I wept as I spoke because I have finally learned to share the naked truth; I wept because of what I’ve come through to be able to say these things; I wept for the great joy of being seen.

Here is what I shared.

Since I can remember, I’ve lived with this dread that the other shoe is about to drop.

I don’t have all the answers as to why yet, but in short, I think it has to do with some deep anxiety in my ancestral history and a religious upbringing that was preoccupied with Armageddon and whether you’d be on the right side when it all went down, compounded with the fact that the world actually is a scary place that often feels like it’s getting scarier by the minute.

And so anxiety has been my constant companion since childhood – this conviction that, at any moment, everything could fall apart – either on a global scale or on a personal level. That I will end up alone, uncared-for and suffering, and if those things happen, it’s because I deserve it.

I coped with my fears as best I could by shutting down, by ignoring the scary feelings and hiding from the parts in me that I believed were ugly and deserved to suffer, by letting “alone” be my default so I couldn’t be abandoned.

Numbness was my friend, and I held on to it so tightly. I knew that if I put a crack in the dam, the whole oceanic reservoir of pain and terror I had stored up would just burst out and drown me.

But there was also something in me that was starving for that release.

I had a primal knowing that hiding from the ugly was keeping me from seeing the beauty.
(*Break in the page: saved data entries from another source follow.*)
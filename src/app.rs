//! Main egui/eframe application state and UI orchestration.

use crate::config::AppConfig;
use crate::gallery::Gallery;
use crate::image::{ImageMeta, LoadedImage, Modification, save_color_image};
use egui::{ColorImage, Context, Key};
use egui_file_dialog::{DialogState, FileDialog};
use std::path::{Path, PathBuf};
use std::sync::mpsc::Receiver;
use std::time::{Duration, SystemTime};

mod clipboard;
mod download;
mod filter_jobs;
mod image_loader;
mod ui;

enum ImageLoadRequest {
    Path(PathBuf),
    Bytes(Vec<u8>),
}

struct PendingImageTask {
    rx: Receiver<ImageLoadResult>,
    meta: PendingImageMeta,
}

enum ImageLoadResult {
    Success(ColorImage),
    Error(String),
}

#[derive(Clone)]
enum PendingImageMeta {
    Path {
        path: PathBuf,
    },
    DroppedBytes {
        name: Option<String>,
        byte_len: usize,
        last_modified: Option<SystemTime>,
    },
    Download {
        url: String,
        byte_len: usize,
    },
}

impl PendingImageMeta {
    fn description(&self) -> String {
        match self {
            Self::Path { path } => path
                .file_name()
                .and_then(|s| s.to_str())
                .map_or_else(|| path.display().to_string(), str::to_string),
            Self::DroppedBytes { name, .. } => name
                .as_deref()
                .map_or_else(|| "dropped bytes".to_string(), str::to_string),
            Self::Download { url, .. } => url.clone(),
        }
    }

    fn into_image_meta(self) -> ImageMeta {
        match self {
            Self::Path { path } => ImageMeta::from_path(&path),
            Self::DroppedBytes {
                name,
                byte_len,
                last_modified,
            } => ImageMeta::from_dropped_bytes(name.as_deref(), byte_len, last_modified),
            Self::Download { url, byte_len } => {
                ImageMeta::from_download(url, byte_len as u64)
            }
        }
    }
}

/// Worker events for one running filter. A worker that dies without a `Done`
/// is observed as a channel disconnect and reported as a failure.
enum FilterEvent {
    Progress(f32),
    Done(ColorImage),
}

struct FilterJob {
    modification: Modification,
    rx: Receiver<FilterEvent>,
    progress: f32,
}

struct ActiveDownload {
    handle: crate::net::DownloadHandle,
    url: String,
    fraction: Option<f32>,
    bytes: u64,
}

#[derive(Default)]
struct DownloadPrompt {
    url_text: String,
    error: Option<String>,
}

struct SavePayload {
    pixels: ColorImage,
    label: &'static str,
    suggested_name: String,
}

enum NativeDialog {
    Open(FileDialog),
    SaveResult {
        dialog: FileDialog,
        payload: SavePayload,
    },
}

/// Top-level application state for the Filterdeck UI.
pub struct FilterdeckApp {
    image: Option<LoadedImage>,
    image_meta: Option<ImageMeta>,
    gallery: Gallery,
    pending_image_task: Option<PendingImageTask>,
    filter_jobs: Vec<FilterJob>,
    active_download: Option<ActiveDownload>,
    download_prompt: Option<DownloadPrompt>,
    active_dialog: Option<NativeDialog>,
    last_image_dir: Option<PathBuf>,
    last_save_dir: Option<PathBuf>,
    last_status: Option<String>,
    info_window_open: bool,
    config: AppConfig,
}

impl Default for FilterdeckApp {
    fn default() -> Self {
        Self {
            image: None,
            image_meta: None,
            gallery: Gallery::default(),
            pending_image_task: None,
            filter_jobs: Vec::new(),
            active_download: None,
            download_prompt: None,
            active_dialog: None,
            last_image_dir: None,
            last_save_dir: None,
            last_status: None,
            info_window_open: false,
            config: AppConfig::load(),
        }
    }
}

impl FilterdeckApp {
    /// Create a new app and optionally queue an initial image load.
    pub fn new_with_initial_path(_ctx: &Context, initial_path: Option<&Path>) -> Self {
        let mut app = Self::default();
        if let Some(p) = initial_path {
            app.remember_image_dir_from_path(p);
            app.start_loading_image_from_path(p.to_owned());
        }
        app
    }

    fn set_status(&mut self, msg: impl Into<String>) {
        self.last_status = Some(msg.into());
    }

    /// Install a new primary image. Any in-flight download is cancelled and
    /// its progress UI disappears; every filter button becomes usable again.
    /// Collected results stay in the list.
    fn set_primary_image(&mut self, image: LoadedImage, meta: Option<ImageMeta>) {
        self.cancel_active_download();
        self.image = Some(image);
        self.image_meta = meta;
    }

    fn promote_row_to_primary(&mut self, ctx: &Context, index: usize) {
        let Some(entry) = self.gallery.get(index) else {
            return;
        };
        let label = entry.modification.label();
        let pixels = entry.image.pixels.clone();
        let promoted = LoadedImage::from_color_image(ctx, "primary_image", pixels);
        self.set_primary_image(promoted, None);
        self.set_status(format!("{label} result is now the primary image."));
    }

    fn delete_row(&mut self, index: usize) {
        if let Some(removed) = self.gallery.remove(index) {
            self.set_status(format!(
                "{} removed from results.",
                removed.modification.label()
            ));
        }
    }
}

impl eframe::App for FilterdeckApp {
    #[allow(clippy::too_many_lines)]
    fn update(&mut self, ctx: &Context, _frame: &mut eframe::Frame) {
        self.poll_image_loader(ctx);
        self.poll_download_events();
        self.poll_filter_jobs(ctx);

        // Global hotkeys (ignored while typing in text fields)
        let wants_kb = ctx.wants_keyboard_input();
        if !wants_kb {
            if self.active_dialog.is_none()
                && ctx.input(|i| i.key_pressed(Key::O) && i.modifiers.command)
            {
                self.open_image_dialog();
            }
            if self.active_dialog.is_none()
                && ctx.input(|i| i.key_pressed(Key::V) && i.modifiers.command)
            {
                self.paste_image_from_clipboard(ctx);
            }
            if self.active_dialog.is_none()
                && ctx.input(|i| i.key_pressed(Key::L) && i.modifiers.command)
            {
                self.open_download_prompt();
            }
            if self.image.is_some() && ctx.input(|i| i.key_pressed(Key::I) && i.modifiers.command) {
                self.info_window_open = true;
            }
        }

        // Esc: dismiss the download prompt
        if self.download_prompt.is_some() && ctx.input(|i| i.key_pressed(Key::Escape)) {
            self.download_prompt = None;
            self.set_status("Download canceled.");
        }

        // Background work has no UI events of its own; keep frames coming
        // while any of it is pending.
        if self.pending_image_task.is_some()
            || self.active_download.is_some()
            || !self.filter_jobs.is_empty()
        {
            ctx.request_repaint_after(Duration::from_millis(100));
        }

        egui::TopBottomPanel::top("top").show(ctx, |ui| self.ui_top(ui));
        egui::SidePanel::right("results")
            .resizable(true)
            .default_width(280.0)
            .show(ctx, |ui| self.ui_results(ui));
        egui::CentralPanel::default().show(ctx, |ui| self.ui_central(ui));
        egui::TopBottomPanel::bottom("status").show(ctx, |ui| self.ui_status_bar(ui));
        self.ui_download_prompt(ctx);
        self.ui_image_info_window(ctx);

        let mut close_dialog = false;
        let mut picked_save_path: Option<PathBuf> = None;

        if let Some(dialog_state) = self.active_dialog.as_mut() {
            match dialog_state {
                NativeDialog::Open(dialog) => {
                    dialog.update(ctx);
                    if let Some(path) = dialog.take_picked() {
                        self.start_loading_image_from_path(path);
                        close_dialog = true;
                    } else {
                        match dialog.state() {
                            DialogState::Cancelled => {
                                self.set_status("Open canceled.");
                                close_dialog = true;
                            }
                            DialogState::Closed => close_dialog = true,
                            _ => {}
                        }
                    }
                }
                NativeDialog::SaveResult { dialog, payload } => {
                    dialog.update(ctx);
                    if let Some(path) = dialog.take_picked() {
                        picked_save_path = Some(path.clone());
                        let label = payload.label;
                        match save_color_image(&path, &payload.pixels) {
                            Ok(()) => self.set_status(format!(
                                "Saved {label} result to {}.",
                                path.display()
                            )),
                            Err(err) => self.set_status(format!("Save failed: {err}")),
                        }
                        close_dialog = true;
                    } else {
                        match dialog.state() {
                            DialogState::Cancelled => {
                                self.set_status("Save canceled.");
                                close_dialog = true;
                            }
                            DialogState::Closed => close_dialog = true,
                            _ => {}
                        }
                    }
                }
            }
        }

        if let Some(path) = picked_save_path {
            self.remember_save_dir_from_path(&path);
        }

        if close_dialog {
            self.active_dialog = None;
        }
    }

    // All per-frame work is driven from `update` above, which eframe still
    // invokes each frame. This required trait method intentionally does
    // nothing.
    fn ui(&mut self, _ui: &mut egui::Ui, _frame: &mut eframe::Frame) {}
}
I had started to take small steps out of hiding, but around the time Arkitekt started I had become exhausted with holding it all up, and I honestly just had no more fucks to give.

It was time.

So I just went with it – I let the dam loose and dove into the brutality, the pain, the terror. Instead of avoiding and fighting and running, I started to speak it aloud to my sisters.

To let them walk beside me as I began to name the darkness, and give it a shape, to lean into it and go inside it.
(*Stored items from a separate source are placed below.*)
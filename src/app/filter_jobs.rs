use super::{FilterEvent, FilterJob, FilterdeckApp};
use crate::gallery::UpsertMode;
use crate::image::{Modification, apply_modification};
use egui::{ColorImage, Context};
use std::sync::mpsc::{self, TryRecvError};
use std::thread;

impl FilterdeckApp {
    pub(crate) fn has_running_job(&self, modification: Modification) -> bool {
        self.filter_jobs
            .iter()
            .any(|job| job.modification == modification)
    }

    pub(crate) fn job_progress(&self, modification: Modification) -> Option<f32> {
        self.filter_jobs
            .iter()
            .find(|job| job.modification == modification)
            .map(|job| job.progress)
    }

    /// Kick off a filter against a snapshot of the current primary pixels.
    /// Replacing the primary image later never changes what this job
    /// computes; its result still lands in the list.
    pub(crate) fn request_modification(&mut self, modification: Modification) {
        let Some(image) = self.image.as_ref() else {
            return;
        };
        if self.has_running_job(modification) {
            return;
        }
        let pixels = image.pixels.clone();
        let (tx, rx) = mpsc::channel();
        thread::spawn(move || {
            let progress_tx = tx.clone();
            let result = apply_modification(&pixels, modification, &move |fraction| {
                let _ = progress_tx.send(FilterEvent::Progress(fraction));
            });
            let _ = tx.send(FilterEvent::Done(result));
        });
        self.filter_jobs.push(FilterJob {
            modification,
            rx,
            progress: 0.0,
        });
        self.set_status(format!("Applying {}…", modification.label().to_lowercase()));
    }

    pub(crate) fn poll_filter_jobs(&mut self, ctx: &Context) {
        let mut completed: Vec<(Modification, ColorImage)> = Vec::new();
        let mut failed: Vec<Modification> = Vec::new();

        self.filter_jobs.retain_mut(|job| {
            loop {
                match job.rx.try_recv() {
                    Ok(FilterEvent::Progress(fraction)) => {
                        // Parallel rows may report slightly out of order.
                        job.progress = job.progress.max(fraction);
                    }
                    Ok(FilterEvent::Done(pixels)) => {
                        completed.push((job.modification, pixels));
                        return false;
                    }
                    Err(TryRecvError::Empty) => return true,
                    Err(TryRecvError::Disconnected) => {
                        failed.push(job.modification);
                        return false;
                    }
                }
            }
        });

        for (modification, pixels) in completed {
            let (index, mode) = self.gallery.upsert(ctx, modification, pixels);
            let status = match mode {
                UpsertMode::Inserted => {
                    format!("{} added to results (row {}).", modification.label(), index + 1)
                }
                UpsertMode::Updated => {
                    format!("{} result updated (row {}).", modification.label(), index + 1)
                }
            };
            self.set_status(status);
        }
        for modification in failed {
            self.set_status(format!(
                "{} failed: filter worker disconnected.",
                modification.label()
            ));
        }
    }
}

#[cfg(test)]
mod tests {
    use super::*;
    use crate::image::LoadedImage;
    use egui::Color32;
    use std::time::Duration;

    fn poll_until_idle(app: &mut FilterdeckApp, ctx: &Context) {
        for _ in 0..400 {
            app.poll_filter_jobs(ctx);
            if app.filter_jobs.is_empty() {
                return;
            }
            thread::sleep(Duration::from_millis(5));
        }
        panic!("filter jobs never drained");
    }

    #[test]
    fn request_and_poll_inserts_exactly_one_row() {
        let ctx = Context::default();
        let mut app = FilterdeckApp::default();
        let pixels = ColorImage::new(
            [2, 1],
            vec![Color32::from_rgb(1, 0, 0), Color32::from_rgb(2, 0, 0)],
        );
        app.image = Some(LoadedImage::from_color_image(&ctx, "primary_image", pixels));

        app.request_modification(Modification::Mirror);
        assert!(app.has_running_job(Modification::Mirror));
        // A second click while the kind is running is ignored.
        app.request_modification(Modification::Mirror);
        assert_eq!(app.filter_jobs.len(), 1);

        poll_until_idle(&mut app, &ctx);
        assert_eq!(app.gallery.len(), 1);
        let row = app.gallery.get(0).expect("row inserted");
        assert_eq!(row.modification, Modification::Mirror);
        assert_eq!(row.image.pixels.pixels[0].to_srgba_unmultiplied()[0], 2);
    }

    #[test]
    fn without_a_primary_image_no_job_starts() {
        let mut app = FilterdeckApp::default();
        app.request_modification(Modification::Invert);
        assert!(app.filter_jobs.is_empty());
    }

    #[test]
    fn disconnected_worker_leaves_gallery_untouched() {
        let ctx = Context::default();
        let mut app = FilterdeckApp::default();
        let (tx, rx) = mpsc::channel::<FilterEvent>();
        drop(tx);
        app.filter_jobs.push(FilterJob {
            modification: Modification::Invert,
            rx,
            progress: 0.0,
        });

        app.poll_filter_jobs(&ctx);
        assert!(app.gallery.is_empty());
        assert!(app.filter_jobs.is_empty());
    }

    #[test]
    fn repeated_kind_updates_instead_of_inserting() {
        let ctx = Context::default();
        let mut app = FilterdeckApp::default();
        let pixels = ColorImage::new([1, 1], vec![Color32::from_rgb(7, 0, 0)]);
        app.image = Some(LoadedImage::from_color_image(&ctx, "primary_image", pixels));

        app.request_modification(Modification::Invert);
        poll_until_idle(&mut app, &ctx);
        app.request_modification(Modification::Invert);
        poll_until_idle(&mut app, &ctx);

        assert_eq!(app.gallery.len(), 1);
    }
}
And once I let it be exactly what it is, I learned to let it teach me.

And I got to be with my sisters as they walked into their own darkness, and to see them meet it like a friend.

To witness their hero’s journey has been one of the most powerful experiences of my entire life.

If you’d told my pre-Arkitekt self what I was signing up for, I would have run the other direction. If you’ve been through this process and done the work – you know what I’m talking about.

You can’t know about journeying into the deep soul, the ripping, the breaking, the burning down, the running headlong into everything you’ve been avoiding your whole life.

Because if you knew, you would never start.

And you can’t know how worth it all of that is until you come out the other side.

This past year and a half has been by far the most difficult one I’ve ever experienced, to an almost hilarious degree, and I’m not even talking about my internal work, I’m talking about my actual external life.

But I’ve found that I have this new delight for meeting things head-on, and a curiosity about what I can learn.

I am still scared, but I’ve discovered that only when you open your arms wide to your deepest pain can you experience your wildest joy.

 

 

Sarah Neubert is a mother, fiber artist, and grateful participant of Arkitekt since summer 2016.